O primeiro edital, previsto para ser lançado nos próximos dias, será voltado para a transação tributária de dívidas do Imposto sobre a Propriedade de Veículos Automotores (IPVA) até 2023. O instrumento convocatório será destinado a pessoas físicas e jurídicas para quitação à vista, em que será concedido desconto de até 90% da multa e 50% dos juros.

Os editais para a regularização de dívidas de ICMS estão em fase de elaboração e desenvolvimento dos sistemas, com lançamento previsto para os próximos meses. “Trata-se de um momento importante, com a regulamentação de uma das diretrizes do governador Eduardo Leite para ampliar a arrecadação e possibilitar a regularização fiscal, inclusive de contribuintes afetados pelas calamidades. A Procuradoria-Geral do Estado, com a Receita Estadual, construiu um instrumento que abre um novo horizonte para quem quer resolver sua situação com o Fisco e seguir contribuindo com a economia do Rio Grande do Sul”, destacou o procurador-geral do Estado, Eduardo Cunha da Costa.

Descontos e parcelamentos

De acordo com o decreto que define as regras gerais do programa, os editais e as negociações envolverão débitos tributários e não tributários inscritos em dívida ativa do Estado, de suas autarquias e fundações, além de débitos em discussão judicial. As inscrições em dívida ativa ocorrem quando um tributo estadual – ICMS, IPVA ou ITCD – ou taxas e multas não são pagas no prazo estabelecido. Nestes casos, o débito é registrado formalmente como uma dívida pelo Estado. A transação ocorrerá por meio de editais ou por proposta individual, que pode ser feita pelo devedor ou pelo credor.

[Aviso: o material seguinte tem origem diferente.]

//! Runtime error types for the call-turn pipeline.
//!
//! Every fallible operation outside the classifier returns
//! `CallcenterResult<T>`. The classifier has its own `ClassificationError`
//! (see `nlu`) because its failures never leave the classifier component.

use thiserror::Error;

/// The unified error type for the call-center runtime.
#[derive(Debug, Error)]
pub enum CallcenterError {
    /// The generative text capability failed to produce a response.
    #[error("text generation failed: {reason}")]
    Generation { reason: String },

    /// The call graph could not be assembled (missing stage, backend
    /// unreachable or misconfigured).
    #[error("call graph construction failed: {reason}")]
    GraphConstruction { reason: String },

    /// A required configuration value is missing or invalid.
    #[error("configuration error: {reason}")]
    ConfigError { reason: String },

    /// The call log collaborator could not persist a turn.
    #[error("call log write failed: {reason}")]
    LogWriteFailed { reason: String },

    /// A value could not be converted to or from its wire form.
    #[error("serialization error: {reason}")]
    Serialization { reason: String },

    /// A string did not name a member of a closed label set.
    #[error("'{label}' is not a recognised {kind} label")]
    InvalidLabel { kind: &'static str, label: String },

    /// A turn was requested on a call that has already ended.
    #[error("call '{call_id}' has ended; no further turns are accepted")]
    SessionClosed { call_id: String },

    /// Transcription produced no usable text for the turn.
    #[error("utterance is empty; nothing to process")]
    EmptyUtterance,
}

/// Convenience alias used throughout the call-center crates.
pub type CallcenterResult<T> = Result<T, CallcenterError>;
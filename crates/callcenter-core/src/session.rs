//! Call-session driver.
//!
//! A `CallSession` owns the transcript of one call across turns. Each turn it
//! builds a fresh `CallState`, runs it through the graph, records the agent's
//! reply, and hands the final state to the call-log collaborator. The graph
//! itself stays stateless between turns.

use tracing::{info, warn};

use callcenter_contracts::{
    error::{CallcenterError, CallcenterResult},
    script::{extract_script_text, ScriptPayload},
    state::{new_call_id, CallState, TranscriptEntry},
};

use crate::{graph::CallGraph, traits::CallLogWriter};

/// One phone call: an id, its transcript, and whether it is still live.
#[derive(Debug, Clone)]
pub struct CallSession {
    call_id: String,
    transcript: Vec<TranscriptEntry>,
    active: bool,
    last_state: Option<CallState>,
}

impl CallSession {
    pub const CALL_ID_PREFIX: &'static str = "C";
    pub const END_OF_CALL_NOTICE: &'static str = "Call ended by user.";

    /// Start a new call with a freshly generated id and empty transcript.
    pub fn start() -> Self {
        Self::resume(new_call_id(Self::CALL_ID_PREFIX), Vec::new())
    }

    /// Continue a live call from an existing id and transcript.
    pub fn resume(call_id: impl Into<String>, transcript: Vec<TranscriptEntry>) -> Self {
        Self {
            call_id: call_id.into(),
            transcript,
            active: true,
            last_state: None,
        }
    }

    pub fn call_id(&self) -> &str {
        &self.call_id
    }

    pub fn transcript(&self) -> &[TranscriptEntry] {
        &self.transcript
    }

    pub fn is_active(&self) -> bool {
        self.active
    }

    /// The final state of the most recent turn, if any turn has run.
    pub fn last_state(&self) -> Option<&CallState> {
        self.last_state.as_ref()
    }

    /// Run one turn for `utterance`.
    ///
    /// `graph` is `None` when the graph could not be built (for example the
    /// language-model backend is misconfigured); the turn then completes
    /// with the system-error script instead of failing.
    ///
    /// The returned state has `script` reduced to its display text and its
    /// transcript includes the agent's reply. A failed log write is logged
    /// and otherwise ignored.
    ///
    /// # Errors
    ///
    /// `SessionClosed` after `end()`, and `EmptyUtterance` when transcription
    /// produced only whitespace. No graph stage runs in either case.
    pub fn take_turn(
        &mut self,
        graph: Option<&CallGraph>,
        utterance: &str,
        log: &dyn CallLogWriter,
    ) -> CallcenterResult<CallState> {
        if !self.active {
            return Err(CallcenterError::SessionClosed {
                call_id: self.call_id.clone(),
            });
        }
        if utterance.trim().is_empty() {
            return Err(CallcenterError::EmptyUtterance);
        }

        self.transcript.push(TranscriptEntry::user(utterance));
        let initial = CallState::new(self.call_id.clone(), self.transcript.clone());

        let mut state = match graph {
            Some(graph) => graph.invoke(initial),
            None => {
                warn!(call_id = %self.call_id, "call graph unavailable; substituting system-error script");
                initial.into_system_error()
            }
        };

        let reply = extract_script_text(Some(&state.script));
        state.script = ScriptPayload::Text(reply.clone());
        if !reply.is_empty() {
            self.transcript.push(TranscriptEntry::agent(reply));
        }
        state.transcript = self.transcript.clone();

        if let Err(e) = log.write(&state) {
            warn!(call_id = %self.call_id, error = %e, "failed to persist call log; continuing");
        }

        info!(
            call_id = %self.call_id,
            intent = %state.intent,
            confidence = state.confidence,
            turns = self.transcript.len(),
            "session turn complete"
        );

        self.last_state = Some(state.clone());
        Ok(state)
    }

    /// End the call. Later turns are rejected with `SessionClosed`.
    ///
    /// Ending an already-ended call does nothing.
    pub fn end(&mut self) {
        if !self.active {
            return;
        }
        self.active = false;
        self.transcript.push(TranscriptEntry::system(Self::END_OF_CALL_NOTICE));
        info!(call_id = %self.call_id, "call ended");
    }
}
//! Capability traits for the call-turn pipeline.
//!
//! These four traits are the seams of the runtime:
//!
//! - `TextGenerator`: external language-model backend (untrusted, slow)
//! - `IntentClassifier`: turns cleaned text into a validated `NluOutput`
//! - `ResponseHandler`: produces the scripted response for one intent
//! - `CallLogWriter`: persists the final state of a turn
//!
//! The call graph owns one classifier and six handlers and drives them in a
//! fixed order. Implementations are constructed once at startup and must be
//! safe to share across turns.

use std::collections::BTreeMap;

use callcenter_contracts::{
    error::CallcenterResult,
    nlu::NluOutput,
    script::ScriptPayload,
    state::{CallState, NextAction},
};

/// A generative text capability, typically backed by a hosted language model.
///
/// Both calls are blocking and potentially slow. Implementations own any
/// timeout and retry policy; the graph never retries.
pub trait TextGenerator: Send + Sync {
    /// Generate free text for `prompt`.
    fn invoke(&self, prompt: &str) -> CallcenterResult<ScriptPayload>;

    /// Generate a JSON document for `prompt` that is meant to satisfy
    /// `schema` (a JSON Schema document).
    ///
    /// Implementations are not required to validate the result; callers must
    /// treat the returned value as untrusted.
    fn invoke_structured(
        &self,
        prompt: &str,
        schema: &serde_json::Value,
    ) -> CallcenterResult<serde_json::Value>;
}

/// Classifies a cleaned utterance into one of the canonical intents.
///
/// This call cannot fail. Implementations must absorb every backend failure
/// and return a deterministic fallback result instead, with `confidence`
/// inside `[0.01, 1.0]`.
pub trait IntentClassifier: Send + Sync {
    fn classify(&self, clean_text: &str) -> NluOutput;
}

/// What a response handler hands back to the graph.
#[derive(Debug, Clone, PartialEq)]
pub struct HandlerOutput {
    /// The raw generated payload. Handlers do not parse or validate it.
    pub script: ScriptPayload,
    pub next_action: NextAction,
}

/// Produces the scripted response for one canonical intent.
pub trait ResponseHandler: Send + Sync {
    /// Generate the response for `clean_text` given the extracted `entities`.
    ///
    /// An `Err` is absorbed by the graph, which substitutes the system-error
    /// script for the turn.
    fn handle(
        &self,
        clean_text: &str,
        entities: &BTreeMap<String, String>,
    ) -> CallcenterResult<HandlerOutput>;
}

/// Persists the final state of a call turn.
///
/// Persistence is a side effect outside the turn: callers log a failed
/// write and carry on.
pub trait CallLogWriter: Send + Sync {
    fn write(&self, state: &CallState) -> CallcenterResult<()>;
}
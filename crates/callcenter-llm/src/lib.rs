//! # callcenter-llm
//!
//! Generative text backends implementing `callcenter_core::traits::TextGenerator`.
//!
//! - `GroqClient`: a hosted model behind an OpenAI-compatible
//!   `/chat/completions` endpoint, called synchronously with a bounded
//!   timeout and a small retry budget
//! - `OfflineGenerator`: no network; the classifier capability is disabled
//!   and handlers receive a fixed acknowledgement

pub mod client;
pub mod config;
pub mod offline;
pub mod wire;

pub use client::GroqClient;
pub use config::LlmConfig;
pub use offline::OfflineGenerator;
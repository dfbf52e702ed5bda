//! Assembly of the telecom call graph.

use std::sync::Arc;

use callcenter_contracts::{
    error::CallcenterResult,
    intent::{Intent, IntentLabel},
};
use callcenter_core::{router::route, traits::TextGenerator, CallGraph};
use callcenter_nlu::{KeywordTable, LlmIntentClassifier};

use crate::handler::ScriptedHandler;

/// Build the graph: an `LlmIntentClassifier` with `keywords` as fallback and
/// one `ScriptedHandler` per intent, all sharing `generator`.
pub fn build_call_graph(
    generator: Arc<dyn TextGenerator>,
    keywords: KeywordTable,
) -> CallcenterResult<CallGraph> {
    let classifier = LlmIntentClassifier::new(Arc::clone(&generator), keywords);

    Intent::ALL
        .into_iter()
        .fold(
            CallGraph::builder().classifier(Box::new(classifier)),
            |builder, intent| {
                builder.handler(
                    route(IntentLabel::Resolved(intent)),
                    Box::new(ScriptedHandler::new(intent, Arc::clone(&generator))),
                )
            },
        )
        .build()
}
//! # callcenter-nlu
//!
//! Intent classification for the call-turn runtime.
//!
//! - `classifier`: `LlmIntentClassifier`, the `IntentClassifier` used in
//!   production
//! - `keywords`: the deterministic keyword table behind the fallback
//! - `schema`: the structured-output JSON Schema and its validator

pub mod classifier;
pub mod keywords;
pub mod schema;

pub use classifier::LlmIntentClassifier;
pub use keywords::KeywordTable;
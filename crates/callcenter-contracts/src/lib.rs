//! # callcenter-contracts
//!
//! Shared types and contracts for the call-turn runtime.
//!
//! Every crate in the workspace imports from here. No business logic lives in
//! this crate: only data definitions, closed label sets, the script-extraction
//! contract, and error types.

pub mod error;
pub mod intent;
pub mod nlu;
pub mod script;
pub mod state;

A lei prevê a concessão de diversas faixas de desconto sobre multas e juros, desde que as reduções não ultrapassem 65% do valor total do débito – percentual que pode chegar a 70% para microempresas, pessoas físicas, empresas em recuperação judicial ou atingidas por desastres climáticos. Nos casos de pequeno valor, o limite da redução é de 50% do montante total. Em casos especiais, os prazos para o pagamento podem chegar a 145 meses.

Uma das novidades do programa é a possibilidade de compensar o débito com créditos de ICMS – inclusive oriundos de substituição tributária – ou de precatórios. Os limites dessa compensação, no entanto, serão definidos em cada edital. Todos os benefícios concedidos estão condicionados às normas do Conselho Nacional de Política Fazendária e aos limites fiscais do Estado.